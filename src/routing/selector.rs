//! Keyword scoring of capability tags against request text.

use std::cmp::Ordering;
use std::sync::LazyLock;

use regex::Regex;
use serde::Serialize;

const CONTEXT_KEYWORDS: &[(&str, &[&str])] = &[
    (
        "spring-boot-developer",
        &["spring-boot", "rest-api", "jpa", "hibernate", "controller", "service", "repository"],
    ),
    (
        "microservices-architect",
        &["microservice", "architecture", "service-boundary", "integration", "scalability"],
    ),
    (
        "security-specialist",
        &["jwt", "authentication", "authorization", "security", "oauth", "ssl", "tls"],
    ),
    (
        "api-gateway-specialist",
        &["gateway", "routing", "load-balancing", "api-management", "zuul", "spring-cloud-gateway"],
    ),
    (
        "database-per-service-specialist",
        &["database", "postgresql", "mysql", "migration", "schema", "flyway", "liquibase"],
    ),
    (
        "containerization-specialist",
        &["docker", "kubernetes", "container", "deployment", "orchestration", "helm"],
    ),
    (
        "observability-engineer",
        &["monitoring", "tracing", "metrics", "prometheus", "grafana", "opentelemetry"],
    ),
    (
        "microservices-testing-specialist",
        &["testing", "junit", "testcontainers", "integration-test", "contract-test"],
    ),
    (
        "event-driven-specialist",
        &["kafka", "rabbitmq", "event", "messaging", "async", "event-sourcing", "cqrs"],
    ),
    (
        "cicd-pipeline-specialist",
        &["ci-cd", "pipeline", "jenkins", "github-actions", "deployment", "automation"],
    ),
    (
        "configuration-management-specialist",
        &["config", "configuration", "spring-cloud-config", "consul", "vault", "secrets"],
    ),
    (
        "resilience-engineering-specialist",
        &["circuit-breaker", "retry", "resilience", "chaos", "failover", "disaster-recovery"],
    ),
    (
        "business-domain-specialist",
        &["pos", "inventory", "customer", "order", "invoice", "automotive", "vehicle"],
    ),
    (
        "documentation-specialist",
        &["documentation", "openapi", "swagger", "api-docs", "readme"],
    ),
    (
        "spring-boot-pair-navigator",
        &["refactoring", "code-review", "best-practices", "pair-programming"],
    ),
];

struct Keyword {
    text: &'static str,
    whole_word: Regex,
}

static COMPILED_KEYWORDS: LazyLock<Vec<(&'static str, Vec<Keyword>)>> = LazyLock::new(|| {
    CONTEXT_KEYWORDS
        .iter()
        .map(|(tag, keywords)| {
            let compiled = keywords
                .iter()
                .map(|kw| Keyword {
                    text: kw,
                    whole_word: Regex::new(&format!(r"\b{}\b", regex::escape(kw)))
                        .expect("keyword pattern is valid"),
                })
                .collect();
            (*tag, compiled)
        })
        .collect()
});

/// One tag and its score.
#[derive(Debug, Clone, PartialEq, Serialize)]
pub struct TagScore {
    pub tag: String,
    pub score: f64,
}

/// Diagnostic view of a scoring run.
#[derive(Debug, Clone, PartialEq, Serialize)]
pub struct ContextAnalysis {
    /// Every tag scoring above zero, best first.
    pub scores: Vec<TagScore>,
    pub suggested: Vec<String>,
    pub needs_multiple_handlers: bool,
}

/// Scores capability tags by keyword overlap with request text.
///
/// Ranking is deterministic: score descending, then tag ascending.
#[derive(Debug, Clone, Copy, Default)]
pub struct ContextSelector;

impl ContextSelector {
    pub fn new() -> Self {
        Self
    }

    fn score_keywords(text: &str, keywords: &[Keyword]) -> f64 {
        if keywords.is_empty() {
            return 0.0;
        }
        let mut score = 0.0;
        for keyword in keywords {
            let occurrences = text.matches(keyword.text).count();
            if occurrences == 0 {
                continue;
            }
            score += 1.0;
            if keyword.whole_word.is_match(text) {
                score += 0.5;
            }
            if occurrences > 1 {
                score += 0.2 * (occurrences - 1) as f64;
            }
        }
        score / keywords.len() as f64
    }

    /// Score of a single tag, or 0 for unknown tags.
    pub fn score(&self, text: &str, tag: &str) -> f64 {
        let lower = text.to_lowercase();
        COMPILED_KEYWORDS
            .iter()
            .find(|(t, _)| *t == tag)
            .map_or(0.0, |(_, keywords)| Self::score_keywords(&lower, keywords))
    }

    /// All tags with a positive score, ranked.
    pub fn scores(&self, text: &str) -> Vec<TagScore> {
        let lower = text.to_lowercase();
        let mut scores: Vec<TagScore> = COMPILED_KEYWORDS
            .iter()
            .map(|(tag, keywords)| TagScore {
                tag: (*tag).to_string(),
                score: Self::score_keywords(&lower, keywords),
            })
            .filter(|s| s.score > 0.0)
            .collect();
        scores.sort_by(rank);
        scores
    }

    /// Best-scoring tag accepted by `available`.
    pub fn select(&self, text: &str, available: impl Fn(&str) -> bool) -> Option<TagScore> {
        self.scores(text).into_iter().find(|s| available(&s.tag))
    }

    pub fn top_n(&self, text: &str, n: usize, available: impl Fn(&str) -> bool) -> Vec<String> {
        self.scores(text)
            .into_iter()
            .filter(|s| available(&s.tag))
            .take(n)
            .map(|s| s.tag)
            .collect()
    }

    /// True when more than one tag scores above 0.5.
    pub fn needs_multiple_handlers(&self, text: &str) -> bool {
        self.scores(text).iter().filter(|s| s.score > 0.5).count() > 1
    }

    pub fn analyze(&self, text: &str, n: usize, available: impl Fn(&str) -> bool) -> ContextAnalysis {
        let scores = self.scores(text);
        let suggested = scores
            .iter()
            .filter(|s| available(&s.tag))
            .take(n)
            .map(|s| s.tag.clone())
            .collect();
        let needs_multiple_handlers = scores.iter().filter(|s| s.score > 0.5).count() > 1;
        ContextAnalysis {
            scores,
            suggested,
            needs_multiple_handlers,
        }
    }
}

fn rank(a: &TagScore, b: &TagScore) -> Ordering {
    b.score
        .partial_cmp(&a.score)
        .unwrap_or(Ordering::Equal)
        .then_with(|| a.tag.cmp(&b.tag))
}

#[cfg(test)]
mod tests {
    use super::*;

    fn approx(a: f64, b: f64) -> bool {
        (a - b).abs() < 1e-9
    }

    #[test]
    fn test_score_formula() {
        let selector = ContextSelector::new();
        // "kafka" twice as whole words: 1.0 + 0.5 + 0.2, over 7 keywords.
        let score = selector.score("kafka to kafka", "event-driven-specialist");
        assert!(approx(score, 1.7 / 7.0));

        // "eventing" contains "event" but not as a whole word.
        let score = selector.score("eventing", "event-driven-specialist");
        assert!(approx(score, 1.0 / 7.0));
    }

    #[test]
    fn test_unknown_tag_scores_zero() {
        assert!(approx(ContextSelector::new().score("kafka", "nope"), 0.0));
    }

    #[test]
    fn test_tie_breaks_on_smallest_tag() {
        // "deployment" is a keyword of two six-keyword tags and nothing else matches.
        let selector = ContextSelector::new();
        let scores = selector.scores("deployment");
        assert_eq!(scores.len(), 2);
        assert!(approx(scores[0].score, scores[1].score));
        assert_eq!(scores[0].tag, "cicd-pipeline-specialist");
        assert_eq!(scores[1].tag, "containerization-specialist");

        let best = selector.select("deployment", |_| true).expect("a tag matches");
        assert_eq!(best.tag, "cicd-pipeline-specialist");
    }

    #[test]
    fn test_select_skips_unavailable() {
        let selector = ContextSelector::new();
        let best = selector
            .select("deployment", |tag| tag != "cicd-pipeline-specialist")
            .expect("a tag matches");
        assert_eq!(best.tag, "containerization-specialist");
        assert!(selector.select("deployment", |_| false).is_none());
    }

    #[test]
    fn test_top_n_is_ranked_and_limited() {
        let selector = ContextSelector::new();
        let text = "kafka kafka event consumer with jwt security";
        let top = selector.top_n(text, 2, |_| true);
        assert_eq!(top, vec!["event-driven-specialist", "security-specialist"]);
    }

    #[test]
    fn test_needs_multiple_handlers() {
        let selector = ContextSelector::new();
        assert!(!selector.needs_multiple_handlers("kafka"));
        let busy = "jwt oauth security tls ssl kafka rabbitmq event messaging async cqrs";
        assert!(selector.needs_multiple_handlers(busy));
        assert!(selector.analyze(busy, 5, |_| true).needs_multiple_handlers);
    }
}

---

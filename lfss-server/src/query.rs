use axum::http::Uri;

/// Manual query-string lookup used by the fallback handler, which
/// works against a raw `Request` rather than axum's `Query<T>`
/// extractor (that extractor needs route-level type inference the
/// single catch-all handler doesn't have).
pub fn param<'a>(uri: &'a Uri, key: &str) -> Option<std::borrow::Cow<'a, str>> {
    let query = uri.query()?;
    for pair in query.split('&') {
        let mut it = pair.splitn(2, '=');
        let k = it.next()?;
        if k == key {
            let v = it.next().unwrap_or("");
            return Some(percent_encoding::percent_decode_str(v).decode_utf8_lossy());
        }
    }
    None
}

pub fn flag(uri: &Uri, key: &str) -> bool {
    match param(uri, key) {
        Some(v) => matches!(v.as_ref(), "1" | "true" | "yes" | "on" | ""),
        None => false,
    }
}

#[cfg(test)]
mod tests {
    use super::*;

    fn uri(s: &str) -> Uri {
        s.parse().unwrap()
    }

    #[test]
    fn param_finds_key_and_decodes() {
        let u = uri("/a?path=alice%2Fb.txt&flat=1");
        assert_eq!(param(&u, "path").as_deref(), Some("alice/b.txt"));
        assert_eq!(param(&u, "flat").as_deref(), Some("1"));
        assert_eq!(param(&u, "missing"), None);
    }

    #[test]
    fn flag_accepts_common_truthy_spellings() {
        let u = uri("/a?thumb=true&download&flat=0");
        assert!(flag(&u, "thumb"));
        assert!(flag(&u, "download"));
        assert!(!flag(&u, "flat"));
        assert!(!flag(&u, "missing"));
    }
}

Your assignment: What is needed is a copy of every line above in which "lower" appears.

Exercise response:
        let lower = text.to_lowercase();
            .map_or(0.0, |(_, keywords)| Self::score_keywords(&lower, keywords))
        let lower = text.to_lowercase();
                score: Self::score_keywords(&lower, keywords),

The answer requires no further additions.